* [What is expected]: Pull every line containing "ListingEntry" from the entries.

* [Dataset entries]:

------

use std::path::PathBuf;

use thiserror::Error;

#[derive(Error, Debug)]
pub enum TesskitError {
    #[error("Unknown language: {0}")]
    UnknownLanguage(String),

    #[error("Bad remote address: {0}")]
    BadRemoteAddress(String),

    #[error("Transport error: {0}")]
    Transport(String),

    #[error("Server responded with HTTP {0}")]
    Server(u16),

    #[error("Filesystem error: {0}")]
    Filesystem(#[from] std::io::Error),

    #[error("Decode error: {0}")]
    Decode(String),

    #[error("Tessdata directory not found: {}", .0.display())]
    DataPathNotFound(PathBuf),

    #[error("OCR engine initialization failed: {0}")]
    EngineInit(String),

    #[error("Image processing failed: {0}")]
    ImageProcessing(String),

    #[error("Recognition failed: {0}")]
    Recognition(String),

    #[error("OCR engine unavailable: {0}")]
    EngineUnavailable(String),
}

impl TesskitError {
    /// Whether a caller-side retry policy may reasonably try again.
    ///
    /// Nothing inside this crate retries; this only encodes the taxonomy:
    /// transport failures are transient, server errors only for 5xx and 429,
    /// local I/O may be transient (disk full) so it is reported as retryable.
    pub fn is_retryable(&self) -> bool {
        match self {
            TesskitError::Transport(_) => true,
            TesskitError::Server(status) => *status == 429 || (500..600).contains(status),
            TesskitError::Filesystem(_) => true,
            _ => false,
        }
    }
}

impl From<reqwest::Error> for TesskitError {
    fn from(e: reqwest::Error) -> Self {
        match e.status() {
            Some(status) => TesskitError::Server(status.as_u16()),
            None => TesskitError::Transport(e.to_string()),
        }
    }
}

impl From<url::ParseError> for TesskitError {
    fn from(e: url::ParseError) -> Self {
        TesskitError::BadRemoteAddress(e.to_string())
    }
}

impl From<serde_json::Error> for TesskitError {
    fn from(e: serde_json::Error) -> Self {
        TesskitError::Decode(e.to_string())
    }
}

pub type Result<T> = std::result::Result<T, TesskitError>;
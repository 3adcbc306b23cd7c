//! HTTP transport seam.
//!
//! The fetcher and refresher only see [`Transport`]; production code uses
//! [`HttpTransport`] (reqwest), tests inject scripted implementations.

mod http;

pub use http::HttpTransport;

use async_trait::async_trait;
use bytes::Bytes;
use futures::stream::BoxStream;
use futures::StreamExt;
use url::Url;

use crate::error::Result;

/// Upper bound on the buffer reserved from an announced length.
const MAX_PREALLOC: u64 = 1 << 20;

/// Chunked response body. Each item is one chunk as received.
pub type BodyStream = BoxStream<'static, Result<Bytes>>;

/// Status line plus a streaming body.
pub struct TransportResponse {
    pub status: u16,
    /// Announced body length, if the server sent one.
    pub content_length: Option<u64>,
    pub body: BodyStream,
}

impl TransportResponse {
    pub fn is_success(&self) -> bool {
        (200..300).contains(&self.status)
    }

    /// Drain the body into memory. Only used for small responses.
    pub async fn collect(mut self) -> Result<Vec<u8>> {
        let reserve = self.content_length.unwrap_or(0).min(MAX_PREALLOC) as usize;
        let mut buf = Vec::with_capacity(reserve);
        while let Some(chunk) = self.body.next().await {
            buf.extend_from_slice(&chunk?);
        }
        Ok(buf)
    }
}

impl std::fmt::Debug for TransportResponse {
    fn fmt(&self, f: &mut std::fmt::Formatter<'_>) -> std::fmt::Result {
        f.debug_struct("TransportResponse")
            .field("status", &self.status)
            .field("content_length", &self.content_length)
            .finish_non_exhaustive()
    }
}

#[async_trait]
pub trait Transport: Send + Sync {
    /// Issue a GET. Connection-level failures are `TesskitError::Transport`;
    /// non-2xx statuses are returned, not raised.
    async fn get(&self, url: &Url, accept: Option<&str>) -> Result<TransportResponse>;
}
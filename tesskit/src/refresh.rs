//! Remote catalog refresh from the repository listing API.
//!
//! Online-only and best effort: the result carries real file sizes but the
//! static catalog stays the fallback and is never modified.

use std::sync::Arc;

use serde::Deserialize;
use tracing::debug;
use url::Url;

use crate::catalog::{by_display_name, display_name, LanguageAsset, ASSET_SUFFIX};
use crate::error::{Result, TesskitError};
use crate::transport::Transport;

pub const LISTING_ACCEPT: &str = "application/vnd.github.v3+json";

/// One entry of the listing response. Other fields are ignored.
#[derive(Debug, Deserialize)]
struct ListingEntry {
    name: String,
    size: u64,
}

pub struct CatalogRefresher {
    transport: Arc<dyn Transport>,
    listing_url: String,
}

impl CatalogRefresher {
    pub fn new(transport: Arc<dyn Transport>, listing_url: impl Into<String>) -> Self {
        Self {
            transport,
            listing_url: listing_url.into(),
        }
    }

    pub async fn refresh_catalog(&self) -> Result<Vec<LanguageAsset>> {
        let url = Url::parse(&self.listing_url)?;

        let response = self.transport.get(&url, Some(LISTING_ACCEPT)).await?;
        if !response.is_success() {
            return Err(TesskitError::Server(response.status));
        }

        let body = response.collect().await?;
        let assets = parse_listing(&body)?;
        debug!(count = assets.len(), url = %url, "Fetched remote language listing");
        Ok(assets)
    }
}

/// Decode a listing body into assets sorted by display name.
pub fn parse_listing(body: &[u8]) -> Result<Vec<LanguageAsset>> {
    let entries: Vec<ListingEntry> = serde_json::from_slice(body)?;

    let mut assets: Vec<LanguageAsset> = entries
        .into_iter()
        .filter_map(|entry| {
            let code = entry.name.strip_suffix(ASSET_SUFFIX)?;
            if code.is_empty() {
                return None;
            }
            let name = display_name(code).unwrap_or(code);
            Some(LanguageAsset::new(code, name).with_expected_size(entry.size))
        })
        .collect();

    assets.sort_by(by_display_name);
    Ok(assets)
}
use stratadb::RTree;
use stratadb::rtree::BBox;
use stratadb::value::ObjectId;

fn tmp() -> std::path::PathBuf {
    let dir = tempfile::tempdir().unwrap();
    let p = dir.path().join("index.rt");
    std::mem::forget(dir);
    p
}

#[test]
fn radius_query_matches_nyc_scenario() {
    let path = tmp();
    let mut t = RTree::open(&path, 9).unwrap();
    let nyc = ObjectId::new();
    let jersey_city = ObjectId::new();
    let princeton = ObjectId::new();
    t.insert(40.7128, -74.0060, nyc).unwrap();
    t.insert(40.7282, -74.1502, jersey_city).unwrap();
    t.insert(40.2206, -74.7597, princeton).unwrap();

    let hits = t.search_radius(40.7128, -74.0060, 25.0).unwrap();
    let ids: Vec<ObjectId> = hits.iter().map(|h| h.object_id).collect();
    assert!(ids.contains(&nyc));
    assert!(ids.contains(&jersey_city));
    assert!(!ids.contains(&princeton));
    for hit in &hits {
        assert!(hit.distance_km <= 25.0);
    }
}

#[test]
fn persists_fifty_points_across_reopen() {
    let path = tmp();
    {
        let mut t = RTree::open(&path, 9).unwrap();
        let mut lat = 25.0_f64;
        let mut lng = -125.0_f64;
        for _ in 0..50 {
            t.insert(lat, lng, ObjectId::new()).unwrap();
            lat += 0.4;
            lng += 1.0;
        }
        t.close().unwrap();
    }
    let mut t = RTree::open(&path, 9).unwrap();
    let hits = t.search_bbox(&BBox::world()).unwrap();
    assert_eq!(hits.len(), 50);
    assert_eq!(t.size(), 50);
}

#[test]
fn remove_drops_only_the_removed_object() {
    let path = tmp();
    let mut t = RTree::open(&path, 9).unwrap();
    let ids: Vec<ObjectId> = (0..20).map(|_| ObjectId::new()).collect();
    for (i, id) in ids.iter().enumerate() {
        t.insert(30.0 + i as f64 * 0.1, -90.0, *id).unwrap();
    }
    let removed = t.remove(&ids[5]).unwrap();
    assert!(removed);
    let again = t.remove(&ids[5]).unwrap();
    assert!(!again);

    let hits = t.search_bbox(&BBox::world()).unwrap();
    assert_eq!(hits.len(), 19);
    assert!(hits.iter().all(|h| h.object_id != ids[5]));
}

#[test]
fn compaction_preserves_the_entry_set() {
    let path = tmp();
    let dest = tmp();
    let mut t = RTree::open(&path, 9).unwrap();
    let ids: Vec<ObjectId> = (0..30).map(|_| ObjectId::new()).collect();
    for (i, id) in ids.iter().enumerate() {
        t.insert(10.0 + i as f64, 20.0 - i as f64, *id).unwrap();
    }
    for id in ids.iter().step_by(3) {
        t.remove(id).unwrap();
    }
    let report = t.compact(&dest).unwrap();
    assert!(report.bytes_saved() <= report.old_size());

    let mut reopened = RTree::open(&dest, 9).unwrap();
    let mut before: Vec<ObjectId> =
        t.search_bbox(&BBox::world()).unwrap().into_iter().map(|h| h.object_id).collect();
    let mut after: Vec<ObjectId> =
        reopened.search_bbox(&BBox::world()).unwrap().into_iter().map(|h| h.object_id).collect();
    before.sort();
    after.sort();
    assert_eq!(before, after);
}
use crate::errors::{Result, StoreError};
use crate::value::Value;

/// A B+Tree node (spec §3.4): a leaf holding `(key, value)` pairs and a
/// pointer to the next leaf for range scans, or an internal node holding
/// separator keys and child pointers.
#[derive(Debug, Clone)]
pub enum Node {
    Leaf { id: u64, keys: Vec<Value>, values: Vec<Value>, next: Option<u64> },
    Internal { id: u64, keys: Vec<Value>, children: Vec<u64> },
}

impl Node {
    #[must_use]
    pub fn keys(&self) -> &[Value] {
        match self {
            Node::Leaf { keys, .. } | Node::Internal { keys, .. } => keys,
        }
    }

    #[must_use]
    pub fn is_leaf(&self) -> bool {
        matches!(self, Node::Leaf { .. })
    }

    #[must_use]
    pub fn to_value(&self) -> Value {
        match self {
            Node::Leaf { id, keys, values, next } => Value::object([
                ("id".to_string(), Value::Int(*id as i64)),
                ("isLeaf".to_string(), Value::Bool(true)),
                ("keys".to_string(), Value::Array(keys.clone())),
                ("values".to_string(), Value::Array(values.clone())),
                ("children".to_string(), Value::Array(Vec::new())),
                ("next".to_string(), next.map_or(Value::Null, Value::Pointer)),
            ]),
            Node::Internal { id, keys, children } => Value::object([
                ("id".to_string(), Value::Int(*id as i64)),
                ("isLeaf".to_string(), Value::Bool(false)),
                ("keys".to_string(), Value::Array(keys.clone())),
                ("values".to_string(), Value::Array(Vec::new())),
                (
                    "children".to_string(),
                    Value::Array(children.iter().map(|c| Value::Pointer(*c)).collect()),
                ),
                ("next".to_string(), Value::Null),
            ]),
        }
    }

    /// # Errors
    /// Returns `StoreError::Malformed`-class errors if the value's shape
    /// does not match a node record.
    pub fn from_value(value: &Value) -> Result<Self> {
        let bad = || StoreError::Malformed(0, "not a b+tree node".into());
        let id = value.get("id").and_then(Value::as_int).ok_or_else(bad)? as u64;
        let is_leaf = value.get("isLeaf").and_then(Value::as_bool).ok_or_else(bad)?;
        let keys = value.get("keys").and_then(Value::as_array).ok_or_else(bad)?.to_vec();
        if is_leaf {
            let values = value.get("values").and_then(Value::as_array).ok_or_else(bad)?.to_vec();
            let next = match value.get("next") {
                Some(Value::Null) | None => None,
                Some(Value::Pointer(p)) => Some(*p),
                _ => return Err(bad()),
            };
            Ok(Node::Leaf { id, keys, values, next })
        } else {
            let children_raw = value.get("children").and_then(Value::as_array).ok_or_else(bad)?;
            let children = children_raw
                .iter()
                .map(|v| v.as_pointer().ok_or_else(bad))
                .collect::<Result<Vec<_>>>()?;
            Ok(Node::Internal { id, keys, children })
        }
    }
}
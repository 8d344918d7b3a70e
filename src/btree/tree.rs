use std::num::NonZeroUsize;
use std::path::{Path, PathBuf};

use lru::LruCache;

use super::meta::{BTreeMeta, META_SIZE};
use super::node::Node;
use crate::blockfile::{BlockFile, Mode};
use crate::compaction::CompactionReport;
use crate::config::StoreConfig;
use crate::errors::{Result, StoreError};
use crate::value::{Value, compare_keys, decode_at, encode, size_at};

enum InsertOutcome {
    Placed(u64),
    Split { left: u64, right: u64, split_key: Value },
}

/// An order-N, copy-on-write, persistent B+Tree (component C3).
pub struct BTree {
    file: BlockFile,
    meta: BTreeMeta,
    cache: LruCache<u64, Node>,
    path: PathBuf,
}
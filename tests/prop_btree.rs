use proptest::prelude::*;
use stratadb::{BTree, Value};

fn tmp() -> std::path::PathBuf {
    let dir = tempfile::tempdir().unwrap();
    let p = dir.path().join("index.bt");
    std::mem::forget(dir);
    p
}

proptest! {
    #![proptest_config(proptest::test_runner::Config {
        cases: 24,
        .. proptest::test_runner::Config::default()
    })]

    #[test]
    fn prop_to_array_is_strictly_ascending(keys in proptest::collection::vec(0i64..500, 0..120)) {
        let path = tmp();
        let mut t = BTree::open(&path, 5).unwrap();
        for k in &keys {
            t.add(Value::Int(*k), Value::Int(*k)).unwrap();
        }
        let arr = t.to_array().unwrap();
        for w in arr.windows(2) {
            let a = w[0].0.as_int().unwrap();
            let b = w[1].0.as_int().unwrap();
            prop_assert!(a < b);
        }
    }

    #[test]
    fn prop_size_matches_distinct_key_count(keys in proptest::collection::vec(0i64..200, 0..150)) {
        use std::collections::BTreeSet;
        let path = tmp();
        let mut t = BTree::open(&path, 4).unwrap();
        for k in &keys {
            t.add(Value::Int(*k), Value::Int(*k)).unwrap();
        }
        let distinct: BTreeSet<i64> = keys.into_iter().collect();
        prop_assert_eq!(t.size(), distinct.len() as u64);
        prop_assert_eq!(t.to_array().unwrap().len(), distinct.len());
    }

    #[test]
    fn prop_deleted_keys_are_absent_and_others_survive(keys in proptest::collection::hash_set(0i64..200, 1..60)) {
        let path = tmp();
        let mut t = BTree::open(&path, 6).unwrap();
        let keys: Vec<i64> = keys.into_iter().collect();
        for k in &keys {
            t.add(Value::Int(*k), Value::Int(*k)).unwrap();
        }
        let (to_delete, to_keep): (Vec<i64>, Vec<i64>) =
            keys.iter().partition(|k| *k % 2 == 0);
        for k in &to_delete {
            t.delete(&Value::Int(*k)).unwrap();
        }
        for k in &to_delete {
            prop_assert_eq!(t.search(&Value::Int(*k)).unwrap(), None);
        }
        for k in &to_keep {
            prop_assert_eq!(t.search(&Value::Int(*k)).unwrap(), Some(Value::Int(*k)));
        }
    }
}
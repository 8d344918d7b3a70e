//! The compaction protocol shared by every index (component C6): rewrite
//! the live graph of a source index densely into a fresh `BlockFile`.

use std::path::{Path, PathBuf};

/// Outcome of a single `compact` call.
#[derive(Debug, Clone)]
pub struct CompactionReport {
    old_size: u64,
    new_size: u64,
    new_path: PathBuf,
}

impl CompactionReport {
    #[must_use]
    pub fn new(old_size: u64, new_size: u64, new_path: PathBuf) -> Self {
        Self { old_size, new_size, new_path }
    }

    #[must_use]
    pub fn old_size(&self) -> u64 {
        self.old_size
    }

    #[must_use]
    pub fn new_size(&self) -> u64 {
        self.new_size
    }

    #[must_use]
    pub fn bytes_saved(&self) -> u64 {
        self.old_size.saturating_sub(self.new_size)
    }

    #[must_use]
    pub fn new_path(&self) -> &Path {
        &self.new_path
    }
}
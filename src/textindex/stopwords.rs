use std::collections::HashSet;

use once_cell::sync::Lazy;

/// Fixed English stop-word set (spec §4.5.1 / glossary), filtered before
/// stemming.
pub static STOP_WORDS: Lazy<HashSet<&'static str>> = Lazy::new(|| {
    [
        "a", "an", "and", "are", "as", "at", "be", "been", "being", "but", "by", "can", "did",
        "do", "does", "doing", "for", "from", "had", "has", "have", "having", "he", "her",
        "here", "hers", "herself", "him", "himself", "his", "how", "i", "if", "in", "into", "is",
        "it", "its", "itself", "me", "my", "myself", "of", "on", "or", "our", "ours",
        "ourselves", "she", "so", "some", "such", "than", "that", "the", "their", "theirs",
        "them", "themselves", "then", "there", "these", "they", "this", "those", "through",
        "to", "too", "was", "we", "were", "what", "when", "where", "which", "while", "who",
        "whom", "why", "will", "with", "you", "your", "yours", "yourself", "yourselves",
    ]
    .into_iter()
    .collect()
});
use proptest::prelude::*;
use stratadb::value::{SAFE_INT_MAX, SAFE_INT_MIN, Value, decode_at, encode, size_at};

fn arb_scalar() -> impl Strategy<Value = Value> {
    prop_oneof![
        Just(Value::Null),
        any::<bool>().prop_map(Value::Bool),
        (SAFE_INT_MIN..=SAFE_INT_MAX).prop_map(Value::Int),
        any::<f64>().prop_filter("finite", |f| f.is_finite()).prop_map(Value::Float),
        ".*".prop_map(Value::Str),
        proptest::collection::vec(any::<u8>(), 0..64).prop_map(Value::Binary),
    ]
}

proptest! {
    #![proptest_config(proptest::test_runner::Config {
        cases: 64,
        .. proptest::test_runner::Config::default()
    })]

    #[test]
    fn prop_scalar_round_trips(v in arb_scalar()) {
        let bytes = encode(&v);
        let (decoded, consumed) = decode_at(&bytes, 0).unwrap();
        prop_assert_eq!(decoded, v);
        prop_assert_eq!(consumed, bytes.len());
    }

    #[test]
    fn prop_size_at_matches_encoded_length(v in arb_scalar()) {
        let bytes = encode(&v);
        let reported = size_at(bytes.as_slice(), 0).unwrap();
        prop_assert_eq!(reported as usize, bytes.len());
    }

    #[test]
    fn prop_array_of_scalars_round_trips(items in proptest::collection::vec(arb_scalar(), 0..16)) {
        let v = Value::Array(items.clone());
        let bytes = encode(&v);
        let (decoded, _) = decode_at(&bytes, 0).unwrap();
        prop_assert_eq!(decoded, Value::Array(items));
    }
}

------

* [Solution for this task]:
struct ListingEntry {
    let entries: Vec<ListingEntry> = serde_json::from_slice(body)?;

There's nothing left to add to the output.